Well, did you know she dropped her major label debut, Something ‘Bout Kreay, a few weeks ago?
Apparently no one else did, because it had the worst first week sales figures of any major label debut album ever. It didn’t even move 4,000 copies.
It’s not like she’s a nobody either. “Gucci, Gucci” has more than 38 million views on YouTube. It was up for a VMA last year. You can still find quotes from that song in 16 year old girls’ twitter bios across the Internet.
Kreay had serious viral buzz…last year.
Still, she had enough name recognition that she shouldn’t have the last-place-silver. Who’s to blame for this? Kreay furiously thrust it down the throats of her twitter followers. She did her part.
You could blame Columbia, her record label. Did you see any promotion of the LP? I surely didn’t  and I spend more than a reasonable amount of time researching hip hop. If I didn’t  I doubt you did. Still, they probably thought that having one of the biggest songs in a while was more promotion than necessary.
They would be right if this was still 2011. In a world where we forget about international tragedies in less than a month, you have to capitalize on the success while it’s still there. Kreayshawn could’ve had a very successful album by today’s standards if she pushed out the wax last summer.
The delay can be attributed to Kreay’s laziness, or the label’s incessant delays. Regardless of whose fault it is, the fact remains that the album completely missed its windows of opportunity.
However, there might be another party at fault for the bomb that is Something ‘Bout Kreay.

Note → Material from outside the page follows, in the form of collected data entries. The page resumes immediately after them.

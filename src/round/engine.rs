//! The round engine state machine.
//!
//! ```text
//! Idle ──start_round──▶ QuestionActive ──submit / timeout──▶ AwaitingAdvance
//!                            ▲                                    │
//!                            └──────── feedback pause ends ───────┤
//!                                                                 ▼
//! Idle ◀──reset_round / start_round / pack change────────── Finished
//! ```
//!
//! One [`TimerPhase`] field says whether ticks drive the countdown or the
//! feedback pause. Every command and tick runs to completion synchronously;
//! the engine is not shared between threads.

use im::Vector;
use tracing::{debug, info, trace};

use super::events::{ObserverRegistry, RoundEvent, SubscriptionId};
use super::feedback::{Feedback, Verdict};
use super::shuffle::Shuffler;
use super::state::{OptionList, RoundSnapshot, RoundState, RoundStatus, TimerEpoch, TimerPhase};
use crate::core::{RoundConfig, RoundRng};
use crate::pack::{AnswerOption, Question, QuestionPack};

/// Timed multiple-choice round engine.
///
/// ```
/// use quiz_round::core::RoundConfig;
/// use quiz_round::pack::{Question, QuestionPack};
/// use quiz_round::round::{RoundEngine, Verdict};
///
/// let pack = QuestionPack::new("Demo")
///     .with_time_per_question(10)
///     .with_question(Question::with_answer("2 + 2?", "4", ["3", "5", "22"]));
///
/// let mut engine = RoundEngine::new(RoundConfig::default().with_seed(1));
/// assert!(engine.start_round(&pack));
///
/// let correct = engine
///     .current_options()
///     .iter()
///     .position(|o| o.is_correct())
///     .unwrap();
/// assert_eq!(engine.submit_answer(correct), Some(Verdict::Correct));
///
/// engine.tick();
/// engine.tick();
/// assert!(engine.show_results());
/// assert_eq!(engine.score(), 1);
/// ```
#[derive(Debug)]
pub struct RoundEngine {
    config: RoundConfig,
    shuffler: Shuffler,
    snapshot: RoundSnapshot,
    phase: TimerPhase,
    epoch: TimerEpoch,
    time_per_question: u32,
    start_available: bool,
    observers: ObserverRegistry,
}

impl RoundEngine {
    /// Create an engine. Uses `config.seed` if set, system randomness otherwise.
    #[must_use]
    pub fn new(config: RoundConfig) -> Self {
        let rng = RoundRng::from_seed_or_entropy(config.seed);
        Self::with_rng(config, rng)
    }

    /// Create an engine with an explicit random source.
    #[must_use]
    pub fn with_rng(config: RoundConfig, rng: RoundRng) -> Self {
        debug!(seed = rng.seed(), "round engine created");
        Self {
            config,
            shuffler: Shuffler::new(rng),
            snapshot: RoundSnapshot::default(),
            phase: TimerPhase::Stopped,
            epoch: TimerEpoch::default(),
            time_per_question: 0,
            start_available: false,
            observers: ObserverRegistry::new(),
        }
    }

    // === Observers ===

    /// Register a change callback.
    pub fn subscribe(&mut self, callback: impl FnMut(&RoundEvent) + 'static) -> SubscriptionId {
        self.observers.subscribe(callback)
    }

    /// Remove a change callback.
    pub fn unsubscribe(&mut self, id: SubscriptionId) -> bool {
        self.observers.unsubscribe(id)
    }

    // === Commands ===

    /// Whether `pack` can start a round: present with at least one question.
    #[must_use]
    pub fn pack_is_playable(pack: Option<&QuestionPack>) -> bool {
        pack.is_some_and(QuestionPack::is_playable)
    }

    /// React to the active pack being swapped or its question count changing.
    ///
    /// Always discards the running round so later edits cannot leak into it.
    pub fn pack_changed(&mut self, pack: Option<&QuestionPack>) {
        self.reset_round();
        self.refresh_availability(pack);
    }

    /// Re-evaluate "can start round" without touching the running round.
    pub fn refresh_availability(&mut self, pack: Option<&QuestionPack>) {
        let available = Self::pack_is_playable(pack);
        if available != self.start_available {
            self.start_available = available;
            debug!(available, "start availability changed");
            self.emit(RoundEvent::StartAvailabilityChanged { available });
        }
    }

    /// Start a fresh round from `pack`, replacing any running round.
    ///
    /// Returns false and leaves state untouched if the pack has no questions.
    pub fn start_round(&mut self, pack: &QuestionPack) -> bool {
        if !pack.is_playable() {
            debug!(pack = %pack.name, "start_round ignored: pack has no questions");
            return false;
        }
        self.refresh_availability(Some(pack));

        self.stop_timer();

        let mut questions: Vec<Question> = pack.questions().to_vec();
        if self.config.shuffle_questions {
            self.shuffler.shuffle_in_place(&mut questions);
        }

        self.time_per_question = self.config.time_budget(pack.time_per_question_seconds);
        self.snapshot = RoundSnapshot::new(questions.into_iter().collect::<Vector<_>>());

        info!(
            pack = %pack.name,
            questions = self.snapshot.total_questions(),
            seconds_per_question = self.time_per_question,
            "round started"
        );
        self.emit(RoundEvent::RoundStarted {
            total_questions: self.snapshot.total_questions(),
        });

        self.load_question();
        true
    }

    /// Submit the option at `index` in the current presentation order.
    ///
    /// Returns `None` without changing anything unless a question is active,
    /// unanswered, and `index` is in range.
    pub fn submit_answer(&mut self, index: usize) -> Option<Verdict> {
        if self.snapshot.state != RoundState::QuestionActive || self.snapshot.has_answered {
            debug!(state = ?self.snapshot.state, "submit_answer ignored: no open question");
            return None;
        }
        let Some(option) = self.snapshot.options.get(index) else {
            debug!(index, options = self.snapshot.options.len(), "submit_answer ignored: index out of range");
            return None;
        };

        let verdict = if option.is_correct() {
            Verdict::Correct
        } else {
            Verdict::Incorrect
        };

        self.stop_timer();
        if verdict.scored() {
            self.snapshot.score += 1;
        }
        self.record(verdict);
        Some(verdict)
    }

    /// Discard the round and return to `Idle`.
    pub fn reset_round(&mut self) {
        self.stop_timer();
        let was = self.snapshot.state;
        self.snapshot = RoundSnapshot::default();
        self.time_per_question = 0;
        if was != RoundState::Idle {
            info!(?was, "round reset");
            self.emit(RoundEvent::RoundReset);
        }
    }

    // === Ticks ===

    /// Deliver one second to whichever timer is armed.
    ///
    /// Does nothing when no timer is armed.
    pub fn tick(&mut self) {
        match self.phase {
            TimerPhase::Stopped => trace!("tick ignored: no timer armed"),
            TimerPhase::Countdown => self.countdown_tick(),
            TimerPhase::FeedbackPause => self.feedback_tick(),
        }
    }

    /// Deliver a tick captured at `epoch`. Stale ticks are dropped.
    ///
    /// Returns whether the tick was applied.
    pub fn tick_for(&mut self, epoch: TimerEpoch) -> bool {
        if epoch != self.epoch || self.phase == TimerPhase::Stopped {
            trace!(%epoch, current = %self.epoch, "stale tick dropped");
            return false;
        }
        self.tick();
        true
    }

    fn countdown_tick(&mut self) {
        if self.snapshot.remaining_seconds > 0 {
            self.snapshot.remaining_seconds -= 1;
            self.emit(RoundEvent::CountdownTick {
                remaining_seconds: self.snapshot.remaining_seconds,
            });
        }

        if self.snapshot.remaining_seconds == 0 && !self.snapshot.has_answered {
            self.stop_timer();
            debug!(question = self.snapshot.current_question_number(), "question timed out");
            self.record(Verdict::TimedOut);
        }
    }

    fn feedback_tick(&mut self) {
        self.snapshot.feedback_remaining = self.snapshot.feedback_remaining.saturating_sub(1);
        self.emit(RoundEvent::FeedbackTick {
            remaining_seconds: self.snapshot.feedback_remaining,
        });

        if self.snapshot.feedback_remaining == 0 {
            self.stop_timer();
            self.advance();
        }
    }

    // === Transitions ===

    fn load_question(&mut self) {
        self.stop_timer();
        self.snapshot.feedback_remaining = 0;

        let Some(question) = self.snapshot.questions.get(self.snapshot.current_index) else {
            self.finish_round();
            return;
        };

        let mut options: OptionList = question.options().iter().cloned().collect();
        if self.config.shuffle_options {
            self.shuffler.shuffle_in_place(&mut options);
        }

        self.snapshot.options = options;
        self.snapshot.has_answered = false;
        self.snapshot.feedback = None;
        self.snapshot.remaining_seconds = self.time_per_question;
        self.snapshot.state = RoundState::QuestionActive;
        self.arm(TimerPhase::Countdown);

        debug!(
            number = self.snapshot.current_question_number(),
            total = self.snapshot.total_questions(),
            "question loaded"
        );
        self.emit(RoundEvent::QuestionLoaded {
            number: self.snapshot.current_question_number(),
            total_questions: self.snapshot.total_questions(),
            remaining_seconds: self.snapshot.remaining_seconds,
        });
    }

    /// Close the current question and start the feedback pause.
    fn record(&mut self, verdict: Verdict) {
        let correct_answer = self
            .snapshot
            .options
            .iter()
            .find(|o| o.is_correct())
            .map(|o| o.text().to_string());

        self.snapshot.feedback = Some(Feedback::new(verdict, correct_answer));
        self.snapshot.has_answered = true;
        self.snapshot.state = RoundState::AwaitingAdvance;

        debug!(?verdict, score = self.snapshot.score, "answer recorded");
        self.emit(RoundEvent::AnswerRecorded {
            verdict,
            score: self.snapshot.score,
        });

        self.snapshot.feedback_remaining = self.config.feedback_delay_seconds;
        if self.snapshot.feedback_remaining == 0 {
            self.advance();
        } else {
            self.arm(TimerPhase::FeedbackPause);
        }
    }

    fn advance(&mut self) {
        self.snapshot.current_index += 1;
        if self.snapshot.current_index < self.snapshot.total_questions() {
            self.load_question();
        } else {
            self.finish_round();
        }
    }

    fn finish_round(&mut self) {
        self.stop_timer();
        self.snapshot.current_index = self.snapshot.total_questions();
        self.snapshot.options.clear();
        self.snapshot.remaining_seconds = 0;
        self.snapshot.feedback_remaining = 0;
        self.snapshot.state = RoundState::Finished;

        info!(
            score = self.snapshot.score,
            total = self.snapshot.total_questions(),
            "round finished"
        );
        self.emit(RoundEvent::RoundFinished {
            score: self.snapshot.score,
            total_questions: self.snapshot.total_questions(),
        });
    }

    fn arm(&mut self, phase: TimerPhase) {
        self.phase = phase;
        self.epoch.bump();
        trace!(?phase, epoch = %self.epoch, "timer armed");
    }

    /// Idempotent: stopping an already stopped timer keeps the epoch.
    fn stop_timer(&mut self) {
        if self.phase != TimerPhase::Stopped {
            self.phase = TimerPhase::Stopped;
            self.epoch.bump();
        }
    }

    fn emit(&mut self, event: RoundEvent) {
        self.observers.emit(&event);
    }

    // === Queries ===

    /// Engine configuration.
    #[must_use]
    pub fn config(&self) -> &RoundConfig {
        &self.config
    }

    /// Full round snapshot.
    #[must_use]
    pub fn round(&self) -> &RoundSnapshot {
        &self.snapshot
    }

    /// Lifecycle state.
    #[must_use]
    pub fn state(&self) -> RoundState {
        self.snapshot.state
    }

    /// Which timer ticks currently drive.
    #[must_use]
    pub fn phase(&self) -> TimerPhase {
        self.phase
    }

    /// Current timer epoch, for tick sources that guard against stale ticks.
    #[must_use]
    pub fn timer_epoch(&self) -> TimerEpoch {
        self.epoch
    }

    /// Current question, if one is loaded.
    #[must_use]
    pub fn current_question(&self) -> Option<&Question> {
        self.snapshot.current_question()
    }

    /// Current options in presentation order.
    #[must_use]
    pub fn current_options(&self) -> &[AnswerOption] {
        self.snapshot.options()
    }

    /// 1-based number of the current question, 0 when idle.
    #[must_use]
    pub fn current_question_number(&self) -> usize {
        self.snapshot.current_question_number()
    }

    /// Number of questions in the round.
    #[must_use]
    pub fn total_questions(&self) -> usize {
        self.snapshot.total_questions()
    }

    /// Seconds left on the countdown.
    #[must_use]
    pub fn remaining_seconds(&self) -> u32 {
        self.snapshot.remaining_seconds
    }

    /// Points scored this round.
    #[must_use]
    pub fn score(&self) -> u32 {
        self.snapshot.score
    }

    /// Whether the current question has been closed.
    #[must_use]
    pub fn has_answered(&self) -> bool {
        self.snapshot.has_answered
    }

    /// Feedback for the current (or, once finished, last) question.
    #[must_use]
    pub fn feedback(&self) -> Option<&Feedback> {
        self.snapshot.feedback()
    }

    /// True while a question is active or its feedback is showing.
    #[must_use]
    pub fn is_round_active(&self) -> bool {
        matches!(
            self.snapshot.state,
            RoundState::QuestionActive | RoundState::AwaitingAdvance
        )
    }

    /// True once every question has been played.
    #[must_use]
    pub fn show_results(&self) -> bool {
        self.snapshot.state == RoundState::Finished
    }

    /// Whether the last seen pack can start a round.
    #[must_use]
    pub fn can_start_round(&self) -> bool {
        self.start_available
    }

    /// Serializable view for rendering.
    #[must_use]
    pub fn snapshot(&self) -> RoundStatus {
        RoundStatus {
            state: self.snapshot.state,
            question: self.current_question().map(|q| q.text().to_string()),
            options: self
                .current_options()
                .iter()
                .map(|o| o.text().to_string())
                .collect(),
            current_question_number: self.current_question_number(),
            total_questions: self.total_questions(),
            remaining_seconds: self.remaining_seconds(),
            score: self.score(),
            has_answered: self.has_answered(),
            round_active: self.is_round_active(),
            show_results: self.show_results(),
            can_start_round: self.can_start_round(),
            feedback: self.snapshot.feedback.clone(),
        }
    }
}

Kreay’s biggest success thus far was “Gucci, Gucci,” but few realize that the song was actually ghostwritten by fellow Bay Area rapper Speak. If you have ever had the displeasure of listening to a different Kreayshawn song, you know that Speak elevated that song immensely. He took Kreay’s usual lazy ramblings and turned them into an annoyingly catchy song full of enough quotables to fill an oil tanker. Recently he’s been speaking out, for lack of a better term, against the label. Speak claims he has received zero royalties for the hit single and is extremely opposed to working with Kreay again.
Since Speak isn’t on board, Kreay didn’t have anything remotely close to “Gucci, Gucci” quality on the LP. The label, in an uncharacteristic move, didn’t want to promote her awful songs.
It’s almost a blessing that the album didn’t get a well funded release. I’m not sure exactly how I’d react if I heard this album on the radio. I do know that the radio would’ve survived.
Still, we can use the tale of Kreay’s colossal flop as an Aesop to teach two lessons:

  1. Drop your album when your name is hot.
  2. Don’t mess things up with the man who made you successful in the first place.